Because of Marcus' Jewish ancestry, his name and all memorabilia, particularly in Austria, vanished under the Nazis. In 1937, the Austrian Harand Movement Against Racial Hatred had issued a series of stamps featuring prominent Jews, including Marcus, who had contributed to mankind in response to The Eternal Jew art exhibition by Julius Streicher in Munich. Marcus was credited by the movement as having invented the petrol driven motor car. With the German occupation of Austria in March 1938, the memorial in front of the Vienna Technical University was removed. After World War II, the monument was rebuilt and his car, which had been hidden, was returned to display.

Marcus was removed from German encyclopedias as the inventor of the modern car, under a directive from the German Ministry for Propaganda during World War II. His name was replaced with the names of Daimler and Benz. The directive (in German) read as follows:

Reichsministerium für Volksaufklärung und Propaganda
Geschäftszeichen. S 8100/4.7.4.0/7 1

Berlin W8, den 4. Juli 1940

Wilhelmplatz 8-9

An die Direktion der Daimler-Benz-A.G. Stuttgart-Untertürkheim

Betrifft: Eigentlichen Erfinder des Automobils

Auf Ihr Schreiben vom 30. Mai 1940 Dr.Wo/Fa.

Das Bibliographische Institut und der Verlag F.A. Brockhaus sind darauf hingewiesen worden, dass in Meyers Konversations Lexikon und im Großen Brockhaus künftig nicht Siegfried Marcus, sondern die beiden deutschen Ingenieure Gottlieb Daimler und Carl Benz als Schöpfer des modernen Kraftwagens zu bezeichnen sind.

In English this would be

Reich Ministry of Public Enlightenment and Propaganda
Reference number S 8100 / 4.7.4.0 / 7 1

Berlin W8, 4 July 1940

Wilhelmsplatz 8-9

To the Directorate of Daimler-Benz A.G. Stuttgart-Untertürkheim

Subject: True inventor of the automobile

Referring to your letter of 30 May 1940 Dr.Wo / Fa.

The Bibliographical Institute and the publisher F. A. Brockhaus have been notified that in the future, [the encyclopedias] Meyers Konversations Lexikon and the Große Brockhaus are to refer to the two German engineers Gottlieb Daimler and Carl Benz as the creators of the modern automobile, not to Siegfried Marcus.

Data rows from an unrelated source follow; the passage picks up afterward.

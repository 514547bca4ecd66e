//! Family-specific version total orders.
//!
//! None of the three families uses semver. Each defines its own grammar and
//! comparison rules:
//!
//! - RPM: `[epoch:]version[-release]` (EVR), parts split on `.` and `-`,
//!   numeric when both sides parse as integers
//! - Debian: `[epoch:]upstream[-revision]`, alternating digit / non-digit
//!   runs, with `~` sorting before everything including the empty string
//! - APK: `main[-rN]`, parts split on `.` and `_`, revision breaks ties
//!
//! Comparators are total: any two strings compare, however malformed.

use crate::package::DepOperator;
use std::cmp::Ordering;

/// Compare two RPM EVR strings (`[epoch:]version[-release]`).
#[must_use]
pub fn rpm_cmp(a: &str, b: &str) -> Ordering {
    let a = Evr::parse(a);
    let b = Evr::parse(b);

    a.epoch
        .cmp(&b.epoch)
        .then_with(|| rpm_part_cmp(a.version, b.version))
        .then_with(|| match (a.release, b.release) {
            (Some(ra), Some(rb)) => rpm_part_cmp(ra, rb),
            // A constraint without a release matches any release of the
            // same version, so absence compares equal here.
            _ => Ordering::Equal,
        })
}

/// Compare two Debian version strings (`[epoch:]upstream[-revision]`).
#[must_use]
pub fn deb_cmp(a: &str, b: &str) -> Ordering {
    let a = DebVersion::parse(a);
    let b = DebVersion::parse(b);

    a.epoch
        .cmp(&b.epoch)
        .then_with(|| deb_part_cmp(a.upstream, b.upstream))
        .then_with(|| deb_part_cmp(a.revision.unwrap_or(""), b.revision.unwrap_or("")))
}

/// Compare two APK version strings (`main[-rN]`).
#[must_use]
pub fn apk_cmp(a: &str, b: &str) -> Ordering {
    let (a_main, a_rev) = split_apk_revision(a);
    let (b_main, b_rev) = split_apk_revision(b);

    apk_main_cmp(a_main, b_main).then_with(|| a_rev.cmp(&b_rev))
}

/// Apply a dependency operator on the given family order.
///
/// `<<`/`>>` are the strict Debian forms; after the comparator has run they
/// behave exactly like `<`/`>`.
#[must_use]
pub fn matches(cmp: fn(&str, &str) -> Ordering, candidate: &str, op: DepOperator, required: &str) -> bool {
    let ordering = cmp(candidate, required);
    match op {
        DepOperator::Eq => ordering == Ordering::Equal,
        DepOperator::Lt | DepOperator::StrictLt => ordering == Ordering::Less,
        DepOperator::Gt | DepOperator::StrictGt => ordering == Ordering::Greater,
        DepOperator::Le => ordering != Ordering::Greater,
        DepOperator::Ge => ordering != Ordering::Less,
    }
}

/// Parsed RPM EVR.
#[derive(Debug, Clone, Copy)]
struct Evr<'a> {
    epoch: u64,
    version: &'a str,
    release: Option<&'a str>,
}

impl<'a> Evr<'a> {
    fn parse(s: &'a str) -> Self {
        let (epoch, rest) = split_epoch(s);
        // release is everything after the last '-'
        let (version, release) = match rest.rsplit_once('-') {
            Some((v, r)) if !v.is_empty() => (v, Some(r)),
            _ => (rest, None),
        };
        Self {
            epoch,
            version,
            release,
        }
    }
}

/// Parsed Debian version.
#[derive(Debug, Clone, Copy)]
struct DebVersion<'a> {
    epoch: u64,
    upstream: &'a str,
    revision: Option<&'a str>,
}

impl<'a> DebVersion<'a> {
    fn parse(s: &'a str) -> Self {
        let (epoch, rest) = split_epoch(s);
        let (upstream, revision) = match rest.rsplit_once('-') {
            Some((u, r)) if !u.is_empty() => (u, Some(r)),
            _ => (rest, None),
        };
        Self {
            epoch,
            upstream,
            revision,
        }
    }
}

fn split_epoch(s: &str) -> (u64, &str) {
    match s.split_once(':') {
        Some((e, rest)) => match e.parse::<u64>() {
            Ok(epoch) => (epoch, rest),
            Err(_) => (0, s),
        },
        None => (0, s),
    }
}

/// RPM part comparison: split on `.` and `-`, compare pairwise, numeric
/// when both sides are integers, lexicographic otherwise. A longer version
/// with an equal prefix sorts higher.
fn rpm_part_cmp(a: &str, b: &str) -> Ordering {
    let a_parts: Vec<&str> = a.split(['.', '-']).collect();
    let b_parts: Vec<&str> = b.split(['.', '-']).collect();

    for (pa, pb) in a_parts.iter().zip(&b_parts) {
        let ord = match (pa.parse::<u64>(), pb.parse::<u64>()) {
            (Ok(na), Ok(nb)) => na.cmp(&nb),
            _ => pa.cmp(pb),
        };
        if ord != Ordering::Equal {
            return ord;
        }
    }
    a_parts.len().cmp(&b_parts.len())
}

/// Debian part comparison: alternating non-digit / digit runs. Digit runs
/// compare numerically; non-digit runs compare bytewise with `~` ranked
/// below everything, including running out of string.
fn deb_part_cmp(a: &str, b: &str) -> Ordering {
    let mut a = a.as_bytes();
    let mut b = b.as_bytes();

    loop {
        // non-digit run
        let a_nd = take_while(&mut a, |c| !c.is_ascii_digit());
        let b_nd = take_while(&mut b, |c| !c.is_ascii_digit());
        let ord = deb_nondigit_cmp(a_nd, b_nd);
        if ord != Ordering::Equal {
            return ord;
        }

        // digit run
        let a_d = take_while(&mut a, u8::is_ascii_digit);
        let b_d = take_while(&mut b, u8::is_ascii_digit);
        let ord = deb_digit_cmp(a_d, b_d);
        if ord != Ordering::Equal {
            return ord;
        }

        if a.is_empty() && b.is_empty() {
            return Ordering::Equal;
        }
    }
}

fn take_while<'a>(s: &mut &'a [u8], pred: impl Fn(&u8) -> bool) -> &'a [u8] {
    let end = s.iter().position(|c| !pred(c)).unwrap_or(s.len());
    let (run, rest) = s.split_at(end);
    *s = rest;
    run
}

fn deb_nondigit_cmp(a: &[u8], b: &[u8]) -> Ordering {
    let max = a.len().max(b.len());
    for i in 0..max {
        let ra = deb_char_rank(a.get(i).copied());
        let rb = deb_char_rank(b.get(i).copied());
        let ord = ra.cmp(&rb);
        if ord != Ordering::Equal {
            return ord;
        }
    }
    Ordering::Equal
}

/// `~` sorts before end-of-string, which sorts before any other byte.
fn deb_char_rank(c: Option<u8>) -> i32 {
    match c {
        Some(b'~') => -1,
        None => 0,
        Some(c) => i32::from(c) + 1,
    }
}

fn deb_digit_cmp(a: &[u8], b: &[u8]) -> Ordering {
    // strip leading zeros, then longer run wins, then bytewise
    let a = strip_leading_zeros(a);
    let b = strip_leading_zeros(b);
    a.len().cmp(&b.len()).then_with(|| a.cmp(b))
}

fn strip_leading_zeros(s: &[u8]) -> &[u8] {
    let start = s.iter().position(|&c| c != b'0').unwrap_or(s.len());
    &s[start..]
}

/// Split an APK version into main part and `-rN` revision.
fn split_apk_revision(s: &str) -> (&str, u64) {
    if let Some((main, rev)) = s.rsplit_once("-r") {
        if let Ok(n) = rev.parse::<u64>() {
            return (main, n);
        }
    }
    (s, 0)
}

/// APK main-part comparison: split on `.` and `_`, numeric when possible.
fn apk_main_cmp(a: &str, b: &str) -> Ordering {
    let a_parts: Vec<&str> = a.split(['.', '_']).collect();
    let b_parts: Vec<&str> = b.split(['.', '_']).collect();

    for (pa, pb) in a_parts.iter().zip(&b_parts) {
        let ord = match (pa.parse::<u64>(), pb.parse::<u64>()) {
            (Ok(na), Ok(nb)) => na.cmp(&nb),
            _ => pa.cmp(pb),
        };
        if ord != Ordering::Equal {
            return ord;
        }
    }
    a_parts.len().cmp(&b_parts.len())
}

#[cfg(test)]
mod tests {
    use super::*;

    #[test]
    fn rpm_epoch_dominates() {
        assert_eq!(rpm_cmp("1:2.0.0-1.el7", "2.4.6-45.el7"), Ordering::Greater);
    }

    #[test]
    fn rpm_equal_evr() {
        assert_eq!(rpm_cmp("2.4.6-45.el7", "2.4.6-45.el7"), Ordering::Equal);
    }

    #[test]
    fn rpm_version_before_release() {
        assert_eq!(rpm_cmp("2.4.7-1.el7", "2.4.6-45.el7"), Ordering::Greater);
        assert_eq!(rpm_cmp("2.4.6-46.el7", "2.4.6-45.el7"), Ordering::Greater);
    }

    #[test]
    fn rpm_missing_release_matches_any() {
        assert_eq!(rpm_cmp("2.4.6", "2.4.6-45.el7"), Ordering::Equal);
    }

    #[test]
    fn rpm_numeric_beats_lexicographic() {
        assert_eq!(rpm_cmp("1.10", "1.9"), Ordering::Greater);
    }

    #[test]
    fn deb_revision_orders() {
        assert_eq!(deb_cmp("1.2.3-2", "1.2.3-1"), Ordering::Greater);
    }

    #[test]
    fn deb_epoch_dominates() {
        assert_eq!(deb_cmp("1:1.0.0-1", "2.0.0-1"), Ordering::Greater);
    }

    #[test]
    fn deb_tilde_sorts_before_absence() {
        assert_eq!(deb_cmp("1.0~rc1", "1.0"), Ordering::Less);
        assert_eq!(deb_cmp("1.0~rc1", "1.0~rc2"), Ordering::Less);
        assert_eq!(deb_cmp("1.0", "1.0a"), Ordering::Less);
    }

    #[test]
    fn deb_digit_runs_numeric() {
        assert_eq!(deb_cmp("1.10", "1.9"), Ordering::Greater);
        assert_eq!(deb_cmp("1.01", "1.1"), Ordering::Equal);
    }

    #[test]
    fn apk_revision_breaks_ties() {
        assert_eq!(apk_cmp("1.2.3-r1", "1.2.3-r0"), Ordering::Greater);
    }

    #[test]
    fn apk_main_dominates_revision() {
        assert_eq!(apk_cmp("1.3.0-r0", "1.2.3-r5"), Ordering::Greater);
    }

    #[test]
    fn apk_underscore_parts() {
        assert_eq!(apk_cmp("1.2_p1-r0", "1.2-r0"), Ordering::Greater);
    }

    #[test]
    fn operator_application() {
        assert!(matches(rpm_cmp, "1:2.0.0-1.el7", DepOperator::Gt, "2.4.6-45.el7"));
        assert!(matches(rpm_cmp, "2.4.6-45.el7", DepOperator::Eq, "2.4.6-45.el7"));
        assert!(matches(deb_cmp, "1.2.3-2", DepOperator::StrictGt, "1.2.3-1"));
        assert!(matches(deb_cmp, "1.0~rc1", DepOperator::StrictLt, "1.0"));
        assert!(matches(apk_cmp, "1.2.3-r1", DepOperator::Ge, "1.2.3-r1"));
        assert!(!matches(apk_cmp, "1.2.3-r0", DepOperator::Gt, "1.2.3-r0"));
    }
}
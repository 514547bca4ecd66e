//! Builder for synthetic [`Package`] values in resolver, downloader, and
//! mirror tests.

use smuggler_core::{
    Architecture, Checksum, ChecksumType, DepKind, DepOperator, Dependency, Package, PackageFamily,
};

/// Fluent builder over a [`Package`] with sensible test defaults.
#[derive(Debug, Clone)]
pub struct PackageBuilder {
    pkg: Package,
}

impl PackageBuilder {
    /// Start a package of the given family.
    #[must_use]
    pub fn new(family: PackageFamily, name: &str, version: &str) -> Self {
        let location = match family {
            PackageFamily::Yum => format!("Packages/{name}-{version}.x86_64.rpm"),
            PackageFamily::Apt => format!("pool/main/{name}_{version}_amd64.deb"),
            PackageFamily::Apk => format!("x86_64/{name}-{version}.apk"),
        };
        Self {
            pkg: Package {
                name: name.to_string(),
                version: version.to_string(),
                release: None,
                epoch: None,
                architecture: Architecture::X86_64,
                family,
                size: 1024,
                installed_size: None,
                checksum: Checksum::new(ChecksumType::Sha256, "0".repeat(64)),
                location,
                repo_id: "test".to_string(),
                dependencies: Vec::new(),
                provides: Vec::new(),
                conflicts: Vec::new(),
                obsoletes: Vec::new(),
                description: None,
                license: None,
            },
        }
    }

    /// Shorthand for a YUM package.
    #[must_use]
    pub fn rpm(name: &str, version: &str, release: &str) -> Self {
        let mut builder = Self::new(PackageFamily::Yum, name, version);
        builder.pkg.release = Some(release.to_string());
        builder.pkg.location = format!("Packages/{name}-{version}-{release}.x86_64.rpm");
        builder
    }

    /// Shorthand for an APT package.
    #[must_use]
    pub fn deb(name: &str, version: &str) -> Self {
        Self::new(PackageFamily::Apt, name, version)
    }

    /// Shorthand for an APK package.
    #[must_use]
    pub fn apk(name: &str, version: &str) -> Self {
        Self::new(PackageFamily::Apk, name, version)
    }

    /// Set the epoch.
    #[must_use]
    pub fn epoch(mut self, epoch: u64) -> Self {
        self.pkg.epoch = Some(epoch);
        self
    }

    /// Set the architecture.
    #[must_use]
    pub fn arch(mut self, arch: Architecture) -> Self {
        self.pkg.architecture = arch;
        self
    }

    /// Set the download size.
    #[must_use]
    pub fn size(mut self, size: u64) -> Self {
        self.pkg.size = size;
        self
    }

    /// Set the checksum.
    #[must_use]
    pub fn checksum(mut self, algo: ChecksumType, value: &str) -> Self {
        self.pkg.checksum = Checksum::new(algo, value);
        self
    }

    /// Set the repository id.
    #[must_use]
    pub fn repo(mut self, repo_id: &str) -> Self {
        self.pkg.repo_id = repo_id.to_string();
        self
    }

    /// Set the repo-relative location.
    #[must_use]
    pub fn location(mut self, location: &str) -> Self {
        self.pkg.location = location.to_string();
        self
    }

    /// Add an advertised capability.
    #[must_use]
    pub fn provides(mut self, capability: &str) -> Self {
        self.pkg.provides.push(capability.to_string());
        self
    }

    /// Add an unconstrained hard dependency.
    #[must_use]
    pub fn dep(mut self, name: &str) -> Self {
        self.pkg.dependencies.push(Dependency::on(name));
        self
    }

    /// Add a version-constrained hard dependency.
    #[must_use]
    pub fn dep_versioned(mut self, name: &str, op: DepOperator, version: &str) -> Self {
        self.pkg
            .dependencies
            .push(Dependency::constrained(name, op, version));
        self
    }

    /// Add an optional dependency.
    #[must_use]
    pub fn suggests(mut self, name: &str) -> Self {
        self.pkg
            .dependencies
            .push(Dependency::on(name).with_kind(DepKind::Suggests));
        self
    }

    /// Add a recommended dependency.
    #[must_use]
    pub fn recommends(mut self, name: &str) -> Self {
        self.pkg
            .dependencies
            .push(Dependency::on(name).with_kind(DepKind::Recommends));
        self
    }

    /// Finish the package.
    #[must_use]
    pub fn build(self) -> Package {
        self.pkg
    }
}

Current thinking is that Marcus' car only ran in 1888/1889, years after the Benz Patent-Motorwagen. Some early publications suggested that Marcus may have had a petrol powered vehicle running earlier than 1870 (in 1864 or 1866), but this lacks evidence. Encyclopædia Britannica still cites 1864 for Marcus' first car with a 10-year gap to the second. However, some sources call this the "Marcus myth", stating that early chroniclers confused an automobile he had built in 1888/89 (also called the "Second Marcus Car") with the construction (handcart) he had built in 1870, giving rise to unsubstantiated years of construction such as 1864 and 1875.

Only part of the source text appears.